ОТДЕЛ РЕЦЕНЗИЙ 
 

На главную

Содержание выпусков

Отдел рецензий 

Некоторые цитаты

Контакты

РАШ 

 

Александр Скидан

Девять персонажей в поисках метода

Авто-био-графия. К вопросу о методе. Тетради по аналитической антропологии. № 1. Под редакцией В.А. Подороги. Серия «Ecce homo». М.: Логос, 2001. 438 с.

Выход сборника «Авто-био-графия» – событие важное и симптоматичное. Прежде всего потому, что в нем довольно четко прослеживается размежевание с доминировавшей еще недавно французской критической традицией. Особенно показательны в этом смысле работы Подороги, одного из самых влиятельных на сегодняшний день русских философов. Несколько заостряя, можно сказать, что по своей интенции эти работы – антибартовские, антидерридианские, а во многом и антиделёзовские. Последнее тем более значимо, что на протяжении ряда лет мысль Подороги плодотворно двигалась в поле притяжения философских конструкций именно Делёза (в тесной связке с Фуко).

«Авто-био-графия» отчетливо распадается на две части.
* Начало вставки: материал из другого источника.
use anyhow::{Context, Result};
use async_trait::async_trait;
use chrono::Utc;
use serde::Deserialize;
use std::collections::HashMap;
use std::path::Path;
use tokio::sync::{Mutex, RwLock};
use uuid::Uuid;

use super::{
    AlertStore, AppendOutcome, AuditStore, DeviceRegistry, IngredientLogStore, SlotStatusStore,
    UserDirectory,
};
use crate::error::StoreResult;
use crate::model::{
    Alert, AuditRecord, DeviceRecord, DeviceUpdate, IngredientLogEntry, NewAlert, SlotStatus, User,
};

type SlotKey = (String, String);

fn slot_key(device_id: &str, slot_id: &str) -> SlotKey {
    (device_id.to_string(), slot_id.to_string())
}

/// Registry file used to seed devices and users.
#[derive(Debug, Default, Deserialize)]
#[serde(default)]
pub struct RegistryFile {
    pub devices: Vec<DeviceRecord>,
    pub users: Vec<User>,
}

/// In-memory implementation of every store trait.
#[derive(Default)]
pub struct InMemoryStore {
    devices: RwLock<HashMap<String, DeviceRecord>>,
    users: RwLock<HashMap<String, User>>,
    slots: RwLock<HashMap<SlotKey, SlotStatus>>,
    logs: RwLock<HashMap<SlotKey, Vec<IngredientLogEntry>>>,
    // one lock for lookup and insert keeps create_if_absent atomic
    alerts: Mutex<Vec<Alert>>,
    audit: RwLock<Vec<AuditRecord>>,
}

impl InMemoryStore {
    pub fn new() -> Self {
        Self::default()
    }

    /// Build a store seeded from a registry JSON file.
    pub async fn from_registry_file(path: &Path) -> Result<Self> {
        let content = tokio::fs::read_to_string(path)
            .await
            .with_context(|| format!("Failed to read registry file {}", path.display()))?;
        let registry: RegistryFile = serde_json::from_str(&content)
            .with_context(|| format!("Failed to parse registry file {}", path.display()))?;

        let store = Self::new();
        for device in registry.devices {
            store.insert_device(device).await;
        }
        for user in registry.users {
            store.insert_user(user).await;
        }
        Ok(store)
    }

    pub async fn insert_device(&self, device: DeviceRecord) {
        self.devices
            .write()
            .await
            .insert(device.rack_id.clone(), device);
    }

    pub async fn insert_user(&self, user: User) {
        self.users.write().await.insert(user.id.clone(), user);
    }

    pub async fn device_count(&self) -> usize {
        self.devices.read().await.len()
    }

    pub async fn logs_for(&self, device_id: &str, slot_id: &str) -> Vec<IngredientLogEntry> {
        self.logs
            .read()
            .await
            .get(&slot_key(device_id, slot_id))
            .cloned()
            .unwrap_or_default()
    }

    pub async fn alerts(&self) -> Vec<Alert> {
        self.alerts.lock().await.clone()
    }

    pub async fn open_alerts(&self) -> Vec<Alert> {
        self.alerts
            .lock()
            .await
            .iter()
            .filter(|a| !a.acknowledged)
            .cloned()
            .collect()
    }

    pub async fn audit_records(&self) -> Vec<AuditRecord> {
        self.audit.read().await.clone()
    }
}

#[async_trait]
impl DeviceRegistry for InMemoryStore {
    async fn find_by_rack_id(&self, rack_id: &str) -> StoreResult<Option<DeviceRecord>> {
        Ok(self.devices.read().await.get(rack_id).cloned())
    }

    async fn apply_update(&self, rack_id: &str, update: &DeviceUpdate) -> StoreResult<bool> {
        let mut devices = self.devices.write().await;
        match devices.get_mut(rack_id) {
            Some(record) => {
                update.apply_to(record);
                Ok(true)
            }
            None => Ok(false),
        }
    }
}

#[async_trait]
impl SlotStatusStore for InMemoryStore {
    async fn upsert(&self, status: SlotStatus) -> StoreResult<()> {
        let key = slot_key(&status.device_id, &status.slot_id);
        let mut slots = self.slots.write().await;
        // tag is owned by tag reads; keep it when a reading does not carry one
        let tag_uid = status
            .tag_uid
            .clone()
            .or_else(|| slots.get(&key).and_then(|s| s.tag_uid.clone()));
        slots.insert(key, SlotStatus { tag_uid, ..status });
        Ok(())
    }

    async fn set_tag(
        &self,
        device_id: &str,
        slot_id: &str,
        tag_uid: Option<String>,
        ingredient: Option<String>,
    ) -> StoreResult<()> {
        let mut slots = self.slots.write().await;
        let entry = slots
            .entry(slot_key(device_id, slot_id))
            .or_insert_with(|| SlotStatus {
                device_id: device_id.to_string(),
                slot_id: slot_id.to_string(),
                ingredient: None,
                tag_uid: None,
                weight: None,
                status: None,
                last_updated: Utc::now(),
            });
        if tag_uid.is_some() {
            entry.tag_uid = tag_uid;
        }
        if ingredient.is_some() {
            entry.ingredient = ingredient;
        }
        entry.last_updated = Utc::now();
        Ok(())
    }

    async fn get(&self, device_id: &str, slot_id: &str) -> StoreResult<Option<SlotStatus>> {
        Ok(self
            .slots
            .read()
            .await
            .get(&slot_key(device_id, slot_id))
            .cloned())
    }
}

#[async_trait]
impl IngredientLogStore for InMemoryStore {
    async fn latest(
        &self,
        device_id: &str,
        slot_id: &str,
    ) -> StoreResult<Option<IngredientLogEntry>> {
        Ok(self
            .logs
            .read()
            .await
            .get(&slot_key(device_id, slot_id))
            .and_then(|entries| entries.iter().max_by_key(|e| e.timestamp))
            .cloned())
    }

    async fn append(&self, entry: IngredientLogEntry) -> StoreResult<AppendOutcome> {
        let mut logs = self.logs.write().await;
        let entries = logs
            .entry(slot_key(&entry.device_id, &entry.slot_id))
            .or_default();
        if entries.iter().any(|e| e.timestamp == entry.timestamp) {
            return Ok(AppendOutcome::Duplicate);
        }
        entries.push(entry);
        Ok(AppendOutcome::Inserted)
    }
}

#[async_trait]
impl AlertStore for InMemoryStore {
    async fn find_open(&self, key: &str) -> StoreResult<Option<Alert>> {
        Ok(self
            .alerts
            .lock()
            .await
            .iter()
            .find(|a| a.key == key && !a.acknowledged)
            .cloned())
    }

    async fn create_if_absent(&self, key: &str, alert: &NewAlert) -> StoreResult<Option<Alert>> {
        let mut alerts = self.alerts.lock().await;
        if alerts.iter().any(|a| a.key == key && !a.acknowledged) {
            return Ok(None);
        }
        let row = Alert {
            id: Uuid::new_v4(),
            key: key.to_string(),
            subject: alert.subject.clone(),
            alert_type: alert.alert_type,
            user_id: alert.user_id.clone(),
            details: alert.details.clone(),
            acknowledged: false,
            created_at: Utc::now(),
        };
        alerts.push(row.clone());
        Ok(Some(row))
    }

    async fn acknowledge(&self, id: Uuid) -> StoreResult<bool> {
        let mut alerts = self.alerts.lock().await;
        match alerts.iter_mut().find(|a| a.id == id) {
            Some(alert) => {
                alert.acknowledged = true;
                Ok(true)
            }
            None => Ok(false),
        }
    }
}

#[async_trait]
impl AuditStore for InMemoryStore {
    async fn append(&self, record: AuditRecord) -> StoreResult<()> {
        self.audit.write().await.push(record);
        Ok(())
    }
}

#[async_trait]
impl UserDirectory for InMemoryStore {
    async fn find_user(&self, user_id: &str) -> StoreResult<Option<User>> {
        Ok(self.users.read().await.get(user_id).cloned())
    }
}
Из 438 страниц 240 занимают программные тексты Подороги и посвященное одному из них – «Материалам к психобиографии С. М. Эйзенштейна» – обсуждение, озаглавленное «Вопрос о методе». В нем принимают участие те, чьи статьи составляют вторую часть: Олег Аронсон, Елена Петровская, Михаил Рыклин, Андрей Парамонов, Елена Ознобкина, Олег Никифоров, Владимир Майков, Игорь Чубаров и Сергей Земляной (статьи в сборник не представивший, зато выступивший по ходу дискуссии с довольно жесткой критикой в адрес практикуемого Подорогой подхода). Структуру сборника «закольцовывают» две рецензии, Петровской и Аронсона, в центре внимания которых, опять-таки, фигура Эйзенштейна.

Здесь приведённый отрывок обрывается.